> _THE PROBLEM_:
Write the data below out again in full, exactly as shown.

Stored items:
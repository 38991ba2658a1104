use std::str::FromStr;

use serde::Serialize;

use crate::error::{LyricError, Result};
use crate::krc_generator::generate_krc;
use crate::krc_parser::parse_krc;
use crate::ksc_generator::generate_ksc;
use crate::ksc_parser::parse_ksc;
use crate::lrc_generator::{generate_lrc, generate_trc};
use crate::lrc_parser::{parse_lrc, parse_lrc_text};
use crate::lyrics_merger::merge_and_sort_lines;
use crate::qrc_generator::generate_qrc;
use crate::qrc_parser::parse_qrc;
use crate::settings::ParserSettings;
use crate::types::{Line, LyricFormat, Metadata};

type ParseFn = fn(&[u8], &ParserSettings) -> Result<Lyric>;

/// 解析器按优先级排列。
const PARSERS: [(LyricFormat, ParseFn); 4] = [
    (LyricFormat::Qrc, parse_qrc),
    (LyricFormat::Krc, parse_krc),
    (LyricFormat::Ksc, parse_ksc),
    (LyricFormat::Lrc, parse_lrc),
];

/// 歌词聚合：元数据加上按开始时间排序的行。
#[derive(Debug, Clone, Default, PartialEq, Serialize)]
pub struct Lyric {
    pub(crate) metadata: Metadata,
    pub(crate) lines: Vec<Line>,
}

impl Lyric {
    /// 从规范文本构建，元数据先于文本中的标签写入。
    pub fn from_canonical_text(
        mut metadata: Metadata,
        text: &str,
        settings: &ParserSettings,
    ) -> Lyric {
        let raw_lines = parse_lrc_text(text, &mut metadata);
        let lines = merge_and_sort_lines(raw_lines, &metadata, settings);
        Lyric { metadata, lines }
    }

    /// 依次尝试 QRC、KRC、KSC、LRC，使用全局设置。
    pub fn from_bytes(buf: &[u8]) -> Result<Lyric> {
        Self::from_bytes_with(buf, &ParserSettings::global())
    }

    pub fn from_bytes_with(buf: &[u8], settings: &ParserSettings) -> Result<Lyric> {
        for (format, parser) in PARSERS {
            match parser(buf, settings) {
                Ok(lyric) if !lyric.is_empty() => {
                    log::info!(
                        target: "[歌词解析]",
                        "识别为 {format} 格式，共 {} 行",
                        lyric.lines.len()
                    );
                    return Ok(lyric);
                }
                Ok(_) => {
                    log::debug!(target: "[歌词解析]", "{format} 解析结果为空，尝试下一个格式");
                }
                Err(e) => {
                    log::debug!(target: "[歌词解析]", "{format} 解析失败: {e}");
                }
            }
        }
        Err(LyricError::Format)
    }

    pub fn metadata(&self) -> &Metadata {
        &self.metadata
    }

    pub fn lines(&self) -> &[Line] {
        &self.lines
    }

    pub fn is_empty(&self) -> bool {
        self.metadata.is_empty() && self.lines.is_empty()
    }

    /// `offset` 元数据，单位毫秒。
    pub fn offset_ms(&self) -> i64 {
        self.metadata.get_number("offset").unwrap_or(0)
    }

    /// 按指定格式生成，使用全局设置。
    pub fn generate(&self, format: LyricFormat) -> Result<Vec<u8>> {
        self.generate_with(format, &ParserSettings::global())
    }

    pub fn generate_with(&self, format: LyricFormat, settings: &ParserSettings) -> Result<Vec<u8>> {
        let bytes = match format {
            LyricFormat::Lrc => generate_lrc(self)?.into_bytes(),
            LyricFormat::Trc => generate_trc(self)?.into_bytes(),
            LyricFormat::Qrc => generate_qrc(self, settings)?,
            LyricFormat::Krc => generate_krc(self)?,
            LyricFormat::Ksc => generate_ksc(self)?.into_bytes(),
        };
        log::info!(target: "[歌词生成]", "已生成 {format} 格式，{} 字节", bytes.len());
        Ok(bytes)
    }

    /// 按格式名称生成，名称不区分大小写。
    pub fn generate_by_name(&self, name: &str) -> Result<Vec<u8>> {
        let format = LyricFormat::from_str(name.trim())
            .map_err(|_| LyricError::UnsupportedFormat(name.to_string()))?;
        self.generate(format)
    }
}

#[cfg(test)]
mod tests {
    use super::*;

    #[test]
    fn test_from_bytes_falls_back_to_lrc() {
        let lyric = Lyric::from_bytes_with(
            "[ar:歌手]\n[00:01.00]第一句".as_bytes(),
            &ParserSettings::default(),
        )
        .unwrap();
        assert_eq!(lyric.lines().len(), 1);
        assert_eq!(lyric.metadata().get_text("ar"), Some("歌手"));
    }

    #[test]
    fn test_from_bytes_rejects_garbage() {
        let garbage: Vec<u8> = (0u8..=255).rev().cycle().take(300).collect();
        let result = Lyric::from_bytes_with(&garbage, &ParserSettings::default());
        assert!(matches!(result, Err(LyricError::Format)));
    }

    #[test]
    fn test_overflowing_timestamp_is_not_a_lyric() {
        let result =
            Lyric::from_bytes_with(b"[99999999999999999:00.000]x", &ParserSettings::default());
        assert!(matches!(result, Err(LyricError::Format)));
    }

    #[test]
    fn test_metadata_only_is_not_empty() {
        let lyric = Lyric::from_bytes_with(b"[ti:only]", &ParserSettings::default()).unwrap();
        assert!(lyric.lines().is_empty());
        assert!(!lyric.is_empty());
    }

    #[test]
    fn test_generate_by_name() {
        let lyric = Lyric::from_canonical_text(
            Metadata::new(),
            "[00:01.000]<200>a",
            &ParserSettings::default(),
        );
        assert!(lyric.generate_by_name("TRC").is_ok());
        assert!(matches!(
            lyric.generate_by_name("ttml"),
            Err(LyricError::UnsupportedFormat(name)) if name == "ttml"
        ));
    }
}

> _SOLUTION BELOW_:
repository 38991ba2658a1104
use std::str::FromStr;

use serde::Serialize;

use crate::error::{LyricError, Result};
use crate::krc_generator::generate_krc;
use crate::krc_parser::parse_krc;
use crate::ksc_generator::generate_ksc;
use crate::ksc_parser::parse_ksc;
use crate::lrc_generator::{generate_lrc, generate_trc};
use crate::lrc_parser::{parse_lrc, parse_lrc_text};
use crate::lyrics_merger::merge_and_sort_lines;
use crate::qrc_generator::generate_qrc;
use crate::qrc_parser::parse_qrc;
use crate::settings::ParserSettings;
use crate::types::{Line, LyricFormat, Metadata};

type ParseFn = fn(&[u8], &ParserSettings) -> Result<Lyric>;

/// 解析器按优先级排列。
const PARSERS: [(LyricFormat, ParseFn); 4] = [
    (LyricFormat::Qrc, parse_qrc),
    (LyricFormat::Krc, parse_krc),
    (LyricFormat::Ksc, parse_ksc),
    (LyricFormat::Lrc, parse_lrc),
];

/// 歌词聚合：元数据加上按开始时间排序的行。
#[derive(Debug, Clone, Default, PartialEq, Serialize)]
pub struct Lyric {
    pub(crate) metadata: Metadata,
    pub(crate) lines: Vec<Line>,
}

impl Lyric {
    /// 从规范文本构建，元数据先于文本中的标签写入。
    pub fn from_canonical_text(
        mut metadata: Metadata,
        text: &str,
        settings: &ParserSettings,
    ) -> Lyric {
        let raw_lines = parse_lrc_text(text, &mut metadata);
        let lines = merge_and_sort_lines(raw_lines, &metadata, settings);
        Lyric { metadata, lines }
    }

    /// 依次尝试 QRC、KRC、KSC、LRC，使用全局设置。
    pub fn from_bytes(buf: &[u8]) -> Result<Lyric> {
        Self::from_bytes_with(buf, &ParserSettings::global())
    }

    pub fn from_bytes_with(buf: &[u8], settings: &ParserSettings) -> Result<Lyric> {
        for (format, parser) in PARSERS {
            match parser(buf, settings) {
                Ok(lyric) if !lyric.is_empty() => {
                    log::info!(
                        target: "[歌词解析]",
                        "识别为 {format} 格式，共 {} 行",
                        lyric.lines.len()
                    );
                    return Ok(lyric);
                }
                Ok(_) => {
                    log::debug!(target: "[歌词解析]", "{format} 解析结果为空，尝试下一个格式");
                }
                Err(e) => {
                    log::debug!(target: "[歌词解析]", "{format} 解析失败: {e}");
                }
            }
        }
        Err(LyricError::Format)
    }

    pub fn metadata(&self) -> &Metadata {
        &self.metadata
    }

    pub fn lines(&self) -> &[Line] {
        &self.lines
    }

    pub fn is_empty(&self) -> bool {
        self.metadata.is_empty() && self.lines.is_empty()
    }

    /// `offset` 元数据，单位毫秒。
    pub fn offset_ms(&self) -> i64 {
        self.metadata.get_number("offset").unwrap_or(0)
    }

    /// 按指定格式生成，使用全局设置。
    pub fn generate(&self, format: LyricFormat) -> Result<Vec<u8>> {
        self.generate_with(format, &ParserSettings::global())
    }

    pub fn generate_with(&self, format: LyricFormat, settings: &ParserSettings) -> Result<Vec<u8>> {
        let bytes = match format {
            LyricFormat::Lrc => generate_lrc(self)?.into_bytes(),
            LyricFormat::Trc => generate_trc(self)?.into_bytes(),
            LyricFormat::Qrc => generate_qrc(self, settings)?,
            LyricFormat::Krc => generate_krc(self)?,
            LyricFormat::Ksc => generate_ksc(self)?.into_bytes(),
        };
        log::info!(target: "[歌词生成]", "已生成 {format} 格式，{} 字节", bytes.len());
        Ok(bytes)
    }

    /// 按格式名称生成，名称不区分大小写。
    pub fn generate_by_name(&self, name: &str) -> Result<Vec<u8>> {
        let format = LyricFormat::from_str(name.trim())
            .map_err(|_| LyricError::UnsupportedFormat(name.to_string()))?;
        self.generate(format)
    }
}

#[cfg(test)]
mod tests {
    use super::*;

    #[test]
    fn test_from_bytes_falls_back_to_lrc() {
        let lyric = Lyric::from_bytes_with(
            "[ar:歌手]\n[00:01.00]第一句".as_bytes(),
            &ParserSettings::default(),
        )
        .unwrap();
        assert_eq!(lyric.lines().len(), 1);
        assert_eq!(lyric.metadata().get_text("ar"), Some("歌手"));
    }

    #[test]
    fn test_from_bytes_rejects_garbage() {
        let garbage: Vec<u8> = (0u8..=255).rev().cycle().take(300).collect();
        let result = Lyric::from_bytes_with(&garbage, &ParserSettings::default());
        assert!(matches!(result, Err(LyricError::Format)));
    }

    #[test]
    fn test_overflowing_timestamp_is_not_a_lyric() {
        let result =
            Lyric::from_bytes_with(b"[99999999999999999:00.000]x", &ParserSettings::default());
        assert!(matches!(result, Err(LyricError::Format)));
    }

    #[test]
    fn test_metadata_only_is_not_empty() {
        let lyric = Lyric::from_bytes_with(b"[ti:only]", &ParserSettings::default()).unwrap();
        assert!(lyric.lines().is_empty());
        assert!(!lyric.is_empty());
    }

    #[test]
    fn test_generate_by_name() {
        let lyric = Lyric::from_canonical_text(
            Metadata::new(),
            "[00:01.000]<200>a",
            &ParserSettings::default(),
        );
        assert!(lyric.generate_by_name("TRC").is_ok());
        assert!(matches!(
            lyric.generate_by_name("ttml"),
            Err(LyricError::UnsupportedFormat(name)) if name == "ttml"
        ));
    }
}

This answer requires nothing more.